*** SUPPLIED INFORMATION ***
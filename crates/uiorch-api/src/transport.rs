// Shared transport configuration for building reqwest::Client instances.
//
// Holds TLS, timeout, and retry settings. The token flows and the API
// client both build their HTTP clients through this module.

use std::path::PathBuf;
use std::time::Duration;

use reqwest::StatusCode;
use reqwest::header::{HeaderMap, RETRY_AFTER};

use crate::error::Error;

const DEFAULT_USER_AGENT: &str = concat!("uiorch/", env!("CARGO_PKG_VERSION"));

/// TLS verification mode.
#[derive(Debug, Clone, Default)]
pub enum TlsMode {
    /// Use the system certificate store.
    #[default]
    System,
    /// Use a custom CA certificate from the given PEM file.
    CustomCa(PathBuf),
    /// Accept any certificate (on-prem Orchestrator with a self-signed cert).
    DangerAcceptInvalid,
}

/// Retry behaviour for transient failures.
///
/// Backoff is `initial_backoff * 2^attempt`, capped at `max_backoff`.
#[derive(Debug, Clone, PartialEq, Eq)]
pub struct RetryPolicy {
    pub max_retries: u32,
    pub initial_backoff: Duration,
    pub max_backoff: Duration,
}

impl Default for RetryPolicy {
    fn default() -> Self {
        Self {
            max_retries: 3,
            initial_backoff: Duration::from_millis(500),
            max_backoff: Duration::from_secs(30),
        }
    }
}

/// What to do with a response or transport failure.
#[derive(Debug, Clone, Copy, PartialEq, Eq)]
pub(crate) enum RetryVerdict {
    Retry(Duration),
    GiveUp,
    /// 429 whose `Retry-After` exceeds the backoff ceiling.
    RateLimited(u64),
}

impl RetryPolicy {
    /// A policy that never retries.
    pub fn none() -> Self {
        Self {
            max_retries: 0,
            ..Self::default()
        }
    }

    /// Delay before retry number `attempt` (zero-based).
    pub fn backoff(&self, attempt: u32) -> Duration {
        let factor = 2u32.checked_pow(attempt).unwrap_or(u32::MAX);
        self.initial_backoff
            .checked_mul(factor)
            .map_or(self.max_backoff, |d| d.min(self.max_backoff))
    }

    /// Decide whether a response status warrants another attempt.
    ///
    /// 429 is retried for every method since the server refused the work;
    /// gateway failures only for idempotent methods.
    pub(crate) fn on_status(
        &self,
        status: StatusCode,
        headers: &HeaderMap,
        attempt: u32,
        idempotent: bool,
    ) -> RetryVerdict {
        if status == StatusCode::TOO_MANY_REQUESTS {
            let wait = retry_after(headers);
            if attempt >= self.max_retries {
                return RetryVerdict::RateLimited(wait.map_or(0, |d| d.as_secs()));
            }
            return match wait {
                Some(d) if d > self.max_backoff => RetryVerdict::RateLimited(d.as_secs()),
                Some(d) => RetryVerdict::Retry(d),
                None => RetryVerdict::Retry(self.backoff(attempt)),
            };
        }

        let gateway = matches!(
            status,
            StatusCode::BAD_GATEWAY | StatusCode::SERVICE_UNAVAILABLE | StatusCode::GATEWAY_TIMEOUT
        );
        if gateway && idempotent && attempt < self.max_retries {
            RetryVerdict::Retry(self.backoff(attempt))
        } else {
            RetryVerdict::GiveUp
        }
    }

    /// Decide whether a transport failure warrants another attempt.
    ///
    /// A refused connection never reached the server, so any method may be
    /// retried. A timeout may have, so only idempotent methods are.
    pub(crate) fn on_transport(
        &self,
        err: &reqwest::Error,
        attempt: u32,
        idempotent: bool,
    ) -> RetryVerdict {
        if attempt >= self.max_retries {
            return RetryVerdict::GiveUp;
        }
        if err.is_connect() || (err.is_timeout() && idempotent) {
            RetryVerdict::Retry(self.backoff(attempt))
        } else {
            RetryVerdict::GiveUp
        }
    }
}

/// Parse a delta-seconds `Retry-After` header. HTTP-date values are ignored.
fn retry_after(headers: &HeaderMap) -> Option<Duration> {
    headers
        .get(RETRY_AFTER)?
        .to_str()
        .ok()?
        .trim()
        .parse::<u64>()
        .ok()
        .map(Duration::from_secs)
}

/// Shared transport configuration for building HTTP clients.
#[derive(Debug, Clone)]
pub struct TransportConfig {
    pub tls: TlsMode,
    pub timeout: Duration,
    pub retry: RetryPolicy,
    pub user_agent: String,
}

impl Default for TransportConfig {
    fn default() -> Self {
        Self {
            tls: TlsMode::System,
            timeout: Duration::from_secs(30),
            retry: RetryPolicy::default(),
            user_agent: DEFAULT_USER_AGENT.into(),
        }
    }
}

impl TransportConfig {
    /// Build a `reqwest::Client` from this config.
    pub fn build_client(&self) -> Result<reqwest::Client, Error> {
        self.build_client_with_headers(HeaderMap::new())
    }

    /// Build a `reqwest::Client` with additional default headers.
    pub fn build_client_with_headers(&self, headers: HeaderMap) -> Result<reqwest::Client, Error> {
        let mut builder = reqwest::Client::builder()
            .timeout(self.timeout)
            .user_agent(self.user_agent.as_str())
            .default_headers(headers)
            .gzip(true);

        match &self.tls {
            TlsMode::System => {}
            TlsMode::CustomCa(path) => {
                let cert_pem = std::fs::read(path)
                    .map_err(|e| Error::Tls(format!("failed to read CA cert: {e}")))?;
                let cert = reqwest::Certificate::from_pem(&cert_pem)
                    .map_err(|e| Error::Tls(format!("invalid CA cert: {e}")))?;
                builder = builder.add_root_certificate(cert);
            }
            TlsMode::DangerAcceptInvalid => {
                builder = builder.danger_accept_invalid_certs(true);
            }
        }

        builder
            .build()
            .map_err(|e| Error::Tls(format!("failed to build HTTP client: {e}")))
    }

    pub fn with_timeout(mut self, timeout: Duration) -> Self {
        self.timeout = timeout;
        self
    }

    pub fn with_retry(mut self, retry: RetryPolicy) -> Self {
        self.retry = retry;
        self
    }

    pub fn with_tls(mut self, tls: TlsMode) -> Self {
        self.tls = tls;
        self
    }
}

#[cfg(test)]
mod tests {
    use reqwest::header::HeaderValue;

    use super::*;

    fn policy() -> RetryPolicy {
        RetryPolicy {
            max_retries: 3,
            initial_backoff: Duration::from_millis(100),
            max_backoff: Duration::from_secs(1),
        }
    }

    #[test]
    fn backoff_doubles_and_caps() {
        let p = policy();
        assert_eq!(p.backoff(0), Duration::from_millis(100));
        assert_eq!(p.backoff(1), Duration::from_millis(200));
        assert_eq!(p.backoff(3), Duration::from_millis(800));
        assert_eq!(p.backoff(4), Duration::from_secs(1));
        assert_eq!(p.backoff(40), Duration::from_secs(1));
    }

    #[test]
    fn gateway_errors_retry_only_when_idempotent() {
        let p = policy();
        let h = HeaderMap::new();
        assert_eq!(
            p.on_status(StatusCode::SERVICE_UNAVAILABLE, &h, 0, true),
            RetryVerdict::Retry(Duration::from_millis(100))
        );
        assert_eq!(
            p.on_status(StatusCode::SERVICE_UNAVAILABLE, &h, 0, false),
            RetryVerdict::GiveUp
        );
        assert_eq!(
            p.on_status(StatusCode::BAD_GATEWAY, &h, 3, true),
            RetryVerdict::GiveUp
        );
        assert_eq!(
            p.on_status(StatusCode::INTERNAL_SERVER_ERROR, &h, 0, true),
            RetryVerdict::GiveUp
        );
    }

    #[test]
    fn too_many_requests_honours_retry_after() {
        let p = policy();
        let mut h = HeaderMap::new();
        h.insert(RETRY_AFTER, HeaderValue::from_static("1"));
        assert_eq!(
            p.on_status(StatusCode::TOO_MANY_REQUESTS, &h, 0, false),
            RetryVerdict::Retry(Duration::from_secs(1))
        );

        h.insert(RETRY_AFTER, HeaderValue::from_static("120"));
        assert_eq!(
            p.on_status(StatusCode::TOO_MANY_REQUESTS, &h, 0, true),
            RetryVerdict::RateLimited(120)
        );
    }

    #[test]
    fn none_policy_never_retries() {
        let p = RetryPolicy::none();
        assert_eq!(
            p.on_status(StatusCode::SERVICE_UNAVAILABLE, &HeaderMap::new(), 0, true),
            RetryVerdict::GiveUp
        );
        assert_eq!(
            p.on_status(StatusCode::TOO_MANY_REQUESTS, &HeaderMap::new(), 0, true),
            RetryVerdict::RateLimited(0)
        );
    }
}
*** End of SUPPLIED INFORMATION ***
What lines above contain the word "derive"? Please copy each one.

#[derive(Debug, Clone, Default)]
#[derive(Debug, Clone, PartialEq, Eq)]
#[derive(Debug, Clone, Copy, PartialEq, Eq)]
#[derive(Debug, Clone)]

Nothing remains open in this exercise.